Initial claims for state unemployment benefits totaled a seasonally adjusted 1.006 million for the week ended Aug. 22, compared with 1.104 million in the prior week, the Labor Department said on Thursday. Economists polled by Reuters had forecast 1 million applications.
Even as unemployment remains at high levels in the worst downturn since the Great Depression, the S&P 500 and the Nasdaq have risen to new highs, largely driven by investors pouring into heavyweight technology-related stocks.

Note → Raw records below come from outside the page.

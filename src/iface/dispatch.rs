//! Packet dispatch loop
//!
//! Reads datagrams from a device one at a time, hands each to the echo responder and prints
//! its diagnostic line. The loop runs until a `Shutdown` is triggered; transport errors that
//! show up after that point are the expected way a blocked read ends and are not reported.

use std::sync::atomic::{AtomicBool, Ordering};
use std::sync::Arc;

use log::{debug, info};

use crate::error::{Error, Result};
use crate::iface::device::Device;
use crate::iface::responder::EchoResponder;
use crate::network::packet::Packet;

/// Cancellation token shared between the dispatch loop and whoever stops it
#[derive(Debug, Clone, Default)]
pub struct Shutdown {
    requested: Arc<AtomicBool>,
}

impl Shutdown {
    pub fn new() -> Self {
        Self::default()
    }

    pub fn request(&self) {
        self.requested.store(true, Ordering::SeqCst);
    }

    pub fn is_requested(&self) -> bool {
        self.requested.load(Ordering::SeqCst)
    }

    /// Enter the shut-down state, then close the device to release a blocked read
    pub fn trigger<D: Device + ?Sized>(&self, device: &D) {
        self.request();
        device.close();
    }
}

/// Counters reported when the loop ends
#[derive(Debug, Clone, Copy, Default, PartialEq, Eq)]
pub struct DispatchStats {
    pub packets: u64,
    pub replies: u64,
}

pub struct Dispatcher<D: Device> {
    device: Arc<D>,
    responder: EchoResponder,
    shutdown: Shutdown,
    listen_only: bool,
}

impl<D: Device> Dispatcher<D> {
    pub fn new(device: Arc<D>, responder: EchoResponder, shutdown: Shutdown) -> Self {
        Dispatcher {
            device,
            responder,
            shutdown,
            listen_only: false,
        }
    }

    /// Only report version and size of each packet, never answer
    pub fn listen_only(mut self, enabled: bool) -> Self {
        self.listen_only = enabled;
        self
    }

    pub fn shutdown(&self) -> &Shutdown {
        &self.shutdown
    }

    /// Run until shutdown or a fatal error
    pub fn run(&self) -> Result<DispatchStats> {
        let mut stats = DispatchStats::default();

        while !self.shutdown.is_requested() {
            let mut packet = match self.device.recv() {
                Ok(packet) => packet,
                Err(e) => {
                    self.check_expected(e)?;
                    break;
                }
            };
            // Shutdown may have been requested while we were blocked
            if self.shutdown.is_requested() {
                debug!("Dropping {} byte packet received during shutdown", packet.len());
                break;
            }
            stats.packets += 1;

            match self.process(&mut packet) {
                Ok(replies) => stats.replies += replies as u64,
                Err(e) => {
                    self.check_expected(e)?;
                    break;
                }
            }
        }

        info!(
            "Dispatch loop on {} stopped after {} packets ({} replies)",
            self.device.name(),
            stats.packets,
            stats.replies
        );
        Ok(stats)
    }

    /// Process one packet, returning how many datagrams were written back
    pub fn process(&self, packet: &mut Packet) -> Result<usize> {
        if self.listen_only {
            println!(
                "IPv{} packet with {} bytes",
                packet.version_nibble()?,
                packet.len()
            );
            return Ok(0);
        }

        let summary = self.responder.handle(self.device.as_ref(), packet)?;
        println!("{}", summary);
        Ok(summary.replies)
    }

    /// Swallow transport errors once shutdown was requested
    fn check_expected(&self, err: Error) -> Result<()> {
        if self.shutdown.is_requested() && err.is_transport() {
            debug!("Ignoring error during shutdown: {}", err);
            return Ok(());
        }
        Err(err)
    }
}

#[cfg(test)]
mod tests {
    use super::*;
    use crate::iface::device::MemoryDevice;
    use crate::network::protocol;
    use crate::network::testutil::*;
    use std::io;
    use std::thread;
    use std::time::Duration;

    /// Device whose writes fail after shutdown was requested from within `send`
    struct ShutdownDuringSend {
        inner: MemoryDevice,
        shutdown: Shutdown,
    }

    impl Device for ShutdownDuringSend {
        fn name(&self) -> &str {
            self.inner.name()
        }

        fn recv(&self) -> Result<Packet> {
            self.inner.recv()
        }

        fn send(&self, _packet: &Packet) -> Result<()> {
            self.shutdown.request();
            Err(io::Error::new(io::ErrorKind::BrokenPipe, "device is going away").into())
        }

        fn close(&self) {
            self.inner.close()
        }
    }

    fn dispatcher(device: &Arc<MemoryDevice>) -> Dispatcher<MemoryDevice> {
        Dispatcher::new(Arc::clone(device), EchoResponder::new(), Shutdown::new())
    }

    #[test]
    fn test_answers_both_families_until_shutdown() {
        let device = Arc::new(MemoryDevice::new("tun0"));
        let mut udp = echo_request_v4([10, 0, 0, 1], [10, 0, 0, 2]);
        udp.set_u8(9, protocol::UDP).unwrap();
        device.push(udp);
        device.push(echo_request_v4([10, 0, 0, 1], [10, 0, 0, 2]));
        device.push(echo_request_v6(doc_addr_v6(1), doc_addr_v6(2)));

        let dispatcher = dispatcher(&device);
        let stopper = {
            let device = Arc::clone(&device);
            let shutdown = dispatcher.shutdown().clone();
            thread::spawn(move || {
                // The last queued packet is the second echo request
                while device.sent().len() < 2 {
                    thread::sleep(Duration::from_millis(10));
                }
                shutdown.trigger(device.as_ref());
            })
        };

        let stats = dispatcher.run().unwrap();
        stopper.join().unwrap();

        assert_eq!(stats, DispatchStats { packets: 3, replies: 2 });
        assert_eq!(device.sent().len(), 2);
    }

    #[test]
    fn test_closed_after_shutdown_is_normal_termination() {
        let device = Arc::new(MemoryDevice::new("tun0"));
        let dispatcher = dispatcher(&device);
        dispatcher.shutdown().trigger(device.as_ref());

        let stats = dispatcher.run().unwrap();
        assert_eq!(stats.packets, 0);
    }

    #[test]
    fn test_blocked_read_released_by_shutdown() {
        let device = Arc::new(MemoryDevice::new("tun0"));
        let dispatcher = dispatcher(&device);
        let shutdown = dispatcher.shutdown().clone();
        let stopper = {
            let device = Arc::clone(&device);
            thread::spawn(move || {
                thread::sleep(Duration::from_millis(50));
                shutdown.trigger(device.as_ref());
            })
        };

        assert!(dispatcher.run().is_ok());
        stopper.join().unwrap();
    }

    #[test]
    fn test_closed_without_shutdown_is_an_error() {
        let device = Arc::new(MemoryDevice::new("tun0"));
        device.close();
        let err = dispatcher(&device).run().unwrap_err();
        assert!(matches!(err, Error::Closed));
    }

    #[test]
    fn test_write_failure_is_fatal() {
        let device = Arc::new(MemoryDevice::new("tun0"));
        device.push(echo_request_v4([10, 0, 0, 1], [10, 0, 0, 2]));
        device.fail_sends(true);
        let err = dispatcher(&device).run().unwrap_err();
        assert!(matches!(err, Error::Io(_)));
    }

    #[test]
    fn test_write_failure_after_shutdown_is_suppressed() {
        let shutdown = Shutdown::new();
        let device = Arc::new(ShutdownDuringSend {
            inner: MemoryDevice::new("tun0"),
            shutdown: shutdown.clone(),
        });
        device.inner.push(echo_request_v4([10, 0, 0, 1], [10, 0, 0, 2]));
        device.inner.push(echo_request_v4([10, 0, 0, 3], [10, 0, 0, 4]));

        let dispatcher = Dispatcher::new(Arc::clone(&device), EchoResponder::new(), shutdown);
        let stats = dispatcher.run().unwrap();

        assert!(dispatcher.shutdown().is_requested());
        // The loop stopped at the failed write instead of reading the second request
        assert_eq!(stats, DispatchStats { packets: 1, replies: 0 });
        assert!(device.inner.recv().is_ok());
    }

    #[test]
    fn test_malformed_packet_is_fatal_even_during_shutdown() {
        let device = Arc::new(MemoryDevice::new("tun0"));
        device.push(vec![0x45, 0, 0, 8]);
        let err = dispatcher(&device).run().unwrap_err();
        assert!(matches!(err, Error::Packet(_)));

        let dispatcher = dispatcher(&device);
        dispatcher.shutdown().request();
        let fault = dispatcher
            .process(&mut Packet::new(vec![0x60]))
            .unwrap_err();
        assert!(dispatcher.check_expected(fault).is_err());
    }

    #[test]
    fn test_listen_only_never_replies() {
        let device = Arc::new(MemoryDevice::new("tun0"));
        let dispatcher = dispatcher(&device).listen_only(true);
        let mut packet = echo_request_v4([10, 0, 0, 1], [10, 0, 0, 2]);
        let original = packet.clone();

        assert_eq!(dispatcher.process(&mut packet).unwrap(), 0);
        assert_eq!(packet, original);
        assert!(device.sent().is_empty());
    }
}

All eyes are now on Powell, who is likely to make a case for higher inflation tolerance and lower interest rates in an overhaul of the central bank's policy approach in his remarks at the virtual Jackson Hole symposium. The Fed chief's address begins at 9:10 a.m. EDT (1310 GMT).
"All this free money is going to start to show up in the form of some type of inflation," said Dennis Dick, head of markets structure, proprietary trader at Bright Trading LLC in Las Vegas.
"The money managers are starting to get ahead of that trade and that's why they continue to go into the stocks that they deem the safest, which is the tech stocks right now."
At 8:34 a.m. ET, Dow e-minis 1YMcv1 were down 3 points, or 0.01%, S&P 500 e-minis EScv1 were down 3 points, or 0.09% and Nasdaq 100 e-minis NQcv1 were down 22.75 points, or 0.19%.
Among early movers, NetApp Inc NTAP.O jumped 8.5% in premarket trading after it posted better-than-expected quarterly results, powered by demand for its cloud services.
Abbott Laboratories ABT.N surged 9% after the medical device maker won U.S. marketing authorization for a $5 rapid COVID-19 portable antigen test.
Cosmetics maker Coty Inc COTY.N shed 4.7% after posting a bigger-than-expected quarterly loss as demand for its beauty products took a hit from closures of stores and parlors.